History professors explore their love of history & its importance in our lives
“When did you stop worrying and learn to love history?” Professor Jonathan Sheehan, Director of Berkeley Connect History asked, beginning an incredibly informative two-hour panel with History professors Mary Elizabeth Berry, James Vernon, and Caitlin Rosenthal. The secret, according to Professor Berry: “None of us have stopped worrying at all.”
But love history they do, and each shared their journey to becoming a historian. Professor Vernon recognized his passion early, sharing that he had an “intense fascination with grandparents” from the time he was young because of a genuine interest in the past and what it was like to live in it. Professor Rosenthal, in contrast, had no idea when she first entered college. “I took my first history class for a boy,” Rosenthal admitted. “We had dated briefly, and then he dumped me, but he had mentioned this great history class he had taken. I thought we’d have more to talk about if I took it. We never got back together, thank God. But I did take a fantastic history class.” For Berry, it wasn’t until 1980 when she was already teaching in the History department at Cal that she truly came to love history.
In fact, Berry, who has taught for over 40 years about Japanese history, became a professor because of her respect for her own teachers. “I was a successful student, not necessarily a good one. But I worked hard because I wanted to please my teachers. I wanted to be like them, and I just admired them hugely.” She taught briefly at the University of Michigan, Ann-Arbor before coming to UC Berkeley in 1978. In the fall of 1980, one of her colleagues challenged a passage in a book she’d already finished. “You have to have something to say. It has to mean something. He helped me see that. I didn’t love the work before, and then I did,” Berry said.
Vernon admitted that unlike Berry, he was not a good student at all. It was a history teacher that first awakened his passion. “He was the first person who taught me that history was not about remembering a lot of dates and facts,” Vernon recalled. “He was so passionate, and he loved arguing and challenging the way we saw the past.” Vernon grew up in the 1980s, a tumultuous time in Britain. History became the way Vernon engaged in political debate, and it is something Vernon continues to do today as a professor of modern British history. “For me, history is about arguing about the present. It’s about re-evaluating the way we think about the past and critically think about how we came to be here.”
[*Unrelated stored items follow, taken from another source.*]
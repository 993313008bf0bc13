//! Persistent ledger using sled

use crate::{Ledger, LedgerEntry};
use sled::{Db, Tree};
use std::path::Path;
use std::sync::atomic::{AtomicU64, Ordering};
use thiserror::Error;
use tracing::{debug, warn};

const ENTRIES_TREE: &str = "entries";
const META_TREE: &str = "meta";
const LAST_ACCEPTANCE_KEY: &[u8] = b"last_acceptance";

#[derive(Debug, Error)]
pub enum StoreError {
    #[error("ledger database error: {0}")]
    Sled(#[from] sled::Error),
    #[error("failed to encode ledger entry: {0}")]
    Codec(#[from] bincode::Error),
    #[error("corrupt ledger row: {0}")]
    Corrupt(String),
}

/// On-disk ledger rows plus the cooldown cell
///
/// Rows are keyed by a big-endian sequence number so sled iterates them in
/// append order. At most `retention` rows survive an append.
pub struct LedgerStore {
    db: Db,
    entries: Tree,
    meta: Tree,
    retention: usize,
    /// Next sequence number
    seq_counter: AtomicU64,
}

impl LedgerStore {
    /// Open or create the store at `<dir>/ledger.db`
    pub fn open(dir: &Path, retention: usize) -> Result<Self, StoreError> {
        let db = sled::open(dir.join("ledger.db"))?;
        let entries = db.open_tree(ENTRIES_TREE)?;
        let meta = db.open_tree(META_TREE)?;

        let next_seq = match entries.last()? {
            Some((key, _)) => decode_seq(&key)? + 1,
            None => 0,
        };

        debug!(dir = %dir.display(), rows = entries.len(), "ledger store opened");

        Ok(Self {
            db,
            entries,
            meta,
            retention: retention.max(1),
            seq_counter: AtomicU64::new(next_seq),
        })
    }

    /// Rebuild the in-memory ledger from the newest `retention` rows
    pub fn load(&self) -> Result<Ledger, StoreError> {
        let mut newest = Vec::with_capacity(self.retention.min(1024));
        for item in self.entries.iter().rev().take(self.retention) {
            let (key, value) = item?;
            match LedgerEntry::deserialize(&value) {
                Ok(entry) => newest.push(entry),
                Err(e) => {
                    // Older rows are still usable; a bad row must not lose the baseline
                    warn!(seq = decode_seq(&key).unwrap_or_default(), error = %e, "skipping unreadable ledger row");
                }
            }
        }

        let mut ledger = Ledger::new(self.retention);
        for entry in newest.into_iter().rev() {
            ledger.append(entry);
        }
        Ok(ledger)
    }

    /// Append an entry and prune rows beyond retention
    pub fn append(&self, entry: &LedgerEntry) -> Result<u64, StoreError> {
        let seq = self.seq_counter.fetch_add(1, Ordering::SeqCst);
        self.entries.insert(seq.to_be_bytes(), entry.serialize()?)?;
        self.prune()?;

        // Flush to ensure durability
        self.db.flush()?;
        Ok(seq)
    }

    /// Persist the time of the last accepted trigger
    pub fn record_acceptance(&self, timestamp_ms: u64) -> Result<(), StoreError> {
        self.meta
            .insert(LAST_ACCEPTANCE_KEY, timestamp_ms.to_be_bytes().to_vec())?;
        self.db.flush()?;
        Ok(())
    }

    pub fn last_acceptance(&self) -> Result<Option<u64>, StoreError> {
        match self.meta.get(LAST_ACCEPTANCE_KEY)? {
            Some(value) => Ok(Some(decode_seq(&value)?)),
            None => Ok(None),
        }
    }

    /// Number of stored rows
    pub fn count(&self) -> usize {
        self.entries.len()
    }

    fn prune(&self) -> Result<(), StoreError> {
        let excess = self.entries.len().saturating_sub(self.retention);
        if excess == 0 {
            return Ok(());
        }

        let mut batch = sled::Batch::default();
        for item in self.entries.iter().keys().take(excess) {
            batch.remove(item?);
        }
        self.entries.apply_batch(batch)?;

        debug!(removed = excess, "pruned ledger rows beyond retention");
        Ok(())
    }
}

fn decode_seq(bytes: &[u8]) -> Result<u64, StoreError> {
    let raw: [u8; 8] = bytes
        .try_into()
        .map_err(|_| StoreError::Corrupt(format!("expected 8-byte key, got {}", bytes.len())))?;
    Ok(u64::from_be_bytes(raw))
}

#[cfg(test)]
mod tests {
    use super::*;
    use crate::UploadRecord;
    use qs_core::{FingerprintEngine, FingerprintPolicy};
    use tempfile::TempDir;
    use ulid::Ulid;

    fn entry(content: &[u8], ts: u64) -> LedgerEntry {
        LedgerEntry::new(
            Ulid::new(),
            FingerprintEngine::default().fingerprint_bytes(content),
            ts,
            format!("upload {}", ts),
            UploadRecord {
                attempts: 2,
                artifact_bytes: 10,
            },
        )
    }

    #[test]
    fn test_entries_survive_reopen() {
        let dir = TempDir::new().unwrap();
        {
            let store = LedgerStore::open(dir.path(), 10).unwrap();
            store.append(&entry(b"A", 1)).unwrap();
            store.append(&entry(b"B", 2)).unwrap();
        }

        let store = LedgerStore::open(dir.path(), 10).unwrap();
        let ledger = store.load().unwrap();
        assert_eq!(ledger.len(), 2);

        let last = ledger.last().unwrap();
        assert_eq!(last.timestamp_ms, 2);
        assert_eq!(last.message, "upload 2");
        assert_eq!(last.outcome.attempts, 2);
        assert!(ledger.is_duplicate(&FingerprintEngine::default().fingerprint_bytes(b"B")));

        // Sequence continues after the last row
        assert_eq!(store.append(&entry(b"C", 3)).unwrap(), 2);
    }

    #[test]
    fn test_append_prunes_beyond_retention() {
        let dir = TempDir::new().unwrap();
        let store = LedgerStore::open(dir.path(), 3).unwrap();
        for ts in 0..6u64 {
            store.append(&entry(&ts.to_le_bytes(), ts)).unwrap();
        }

        assert_eq!(store.count(), 3);
        let stamps: Vec<u64> = store.load().unwrap().entries().map(|e| e.timestamp_ms).collect();
        assert_eq!(stamps, vec![3, 4, 5]);
    }

    #[test]
    fn test_load_with_smaller_retention() {
        let dir = TempDir::new().unwrap();
        {
            let store = LedgerStore::open(dir.path(), 10).unwrap();
            for ts in 0..5u64 {
                store.append(&entry(&ts.to_le_bytes(), ts)).unwrap();
            }
        }

        let store = LedgerStore::open(dir.path(), 2).unwrap();
        let stamps: Vec<u64> = store.load().unwrap().entries().map(|e| e.timestamp_ms).collect();
        assert_eq!(stamps, vec![3, 4]);
    }

    #[test]
    fn test_acceptance_cell() {
        let dir = TempDir::new().unwrap();
        {
            let store = LedgerStore::open(dir.path(), 5).unwrap();
            assert_eq!(store.last_acceptance().unwrap(), None);
            store.record_acceptance(65_000).unwrap();
        }

        let store = LedgerStore::open(dir.path(), 5).unwrap();
        assert_eq!(store.last_acceptance().unwrap(), Some(65_000));
    }
}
Rosenthal, too, recalled her own journey from wanting to study math and painting to becoming a historian of numeracy and the way fields like accounting relate to American democracy and capitalism. After taking a history class that debunked many of her misconceptions of history, including that it was apolitical, she came across a passage about the veil of the self that fascinated her. “I found this idea totally intoxicating, and it hooked me,” Rosenthal said. After college, however, Rosenthal found her life and her interests take another surprising turn. She found a job as a consultant and ended up working in a variety of fields – from garbage companies to insurance firms and even a railroad. “Basically, I took a tour of American industry,” Rosenthal noted with a laugh. She realized that these companies had more to do with the daily lives of people than a lot of things she’d studied before, and became intensely interested in the question of how businesses got big and how that changed the way they treated their workers.
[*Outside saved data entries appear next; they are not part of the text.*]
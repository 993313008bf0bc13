//! quicksave CLI - qs command

use anyhow::Result;
use clap::{Parser, Subcommand};
use std::path::PathBuf;

mod cmd;
mod locks;
mod logging;
mod system_config;
mod util;

/// quicksave - Back up every meaningful save of a scene to a webhook
#[derive(Parser)]
#[command(name = "qs")]
#[command(author, version, about, long_about = None)]
struct Cli {
    /// Configuration file (default: <config dir>/quicksave/config.toml)
    #[arg(long, global = true)]
    config: Option<PathBuf>,

    /// Scene file to track (overrides document.path)
    #[arg(long, short = 'd', global = true)]
    document: Option<PathBuf>,

    #[command(subcommand)]
    command: Commands,
}

#[derive(Subcommand)]
enum Commands {
    /// Watch the document and upload changed saves in the background
    Watch,
    /// Upload the current document state now
    Send {
        /// Message to send instead of the generated summary
        #[arg(short, long)]
        message: Option<String>,
    },
    /// Show document, daemon and upload status
    Status,
    /// Show upload history
    Log {
        /// Number of entries to show (default: 20)
        #[arg(long)]
        limit: Option<usize>,
    },
    /// View or edit configuration
    #[command(subcommand)]
    Config(ConfigCommands),
}

#[derive(Subcommand)]
enum ConfigCommands {
    /// List all configuration values
    List,
    /// Get a single value (e.g. gate.cooldown_secs)
    Get { key: String },
    /// Set a single value
    Set { key: String, value: String },
    /// Show the config file path
    Path {
        /// Create the file with defaults if missing
        #[arg(long)]
        create: bool,
    },
    /// Print an example configuration
    Example,
}

#[tokio::main]
async fn main() -> Result<()> {
    let cli = Cli::parse();

    // `watch` adds a file layer once the state dir is known
    if !matches!(cli.command, Commands::Watch) {
        logging::init_terminal();
    }

    let args = util::GlobalArgs {
        config: cli.config,
        document: cli.document,
    };

    match cli.command {
        Commands::Watch => cmd::watch::run(&args).await,
        Commands::Send { message } => cmd::send::run(&args, message).await,
        Commands::Status => cmd::status::run(&args).await,
        Commands::Log { limit } => cmd::log::run(&args, limit).await,
        Commands::Config(command) => match command {
            ConfigCommands::List => cmd::config::run_list(&args).await,
            ConfigCommands::Get { key } => cmd::config::run_get(&args, &key).await,
            ConfigCommands::Set { key, value } => cmd::config::run_set(&args, &key, &value).await,
            ConfigCommands::Path { create } => cmd::config::run_path(&args, create).await,
            ConfigCommands::Example => cmd::config::run_example().await,
        },
    }
}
After each professor shared how they came to discover their love for history, the panel opened to questions that covered everything from life after school and balancing life and work to graduate school to finding your calling. When asked about the value of history in daily life, Berry noted, “History is the mother discipline. It’s a huge house. The more people encounter it, the better.” Rosenthal agrees. “History is incredibly useful. In history, you are either trying to create a story out of little evidence or being crushed under evidence. As a consultant, I found myself in these situations all the time.”
They may have not stopped worrying, but maybe that isn’t a bad thing. “I don’t think I know a single colleague who is not riddled with doubt – but that is what compels us to try to make sense of the past,” Vernon said. So, history students, just keep worrying. It’s fine. So do your professors!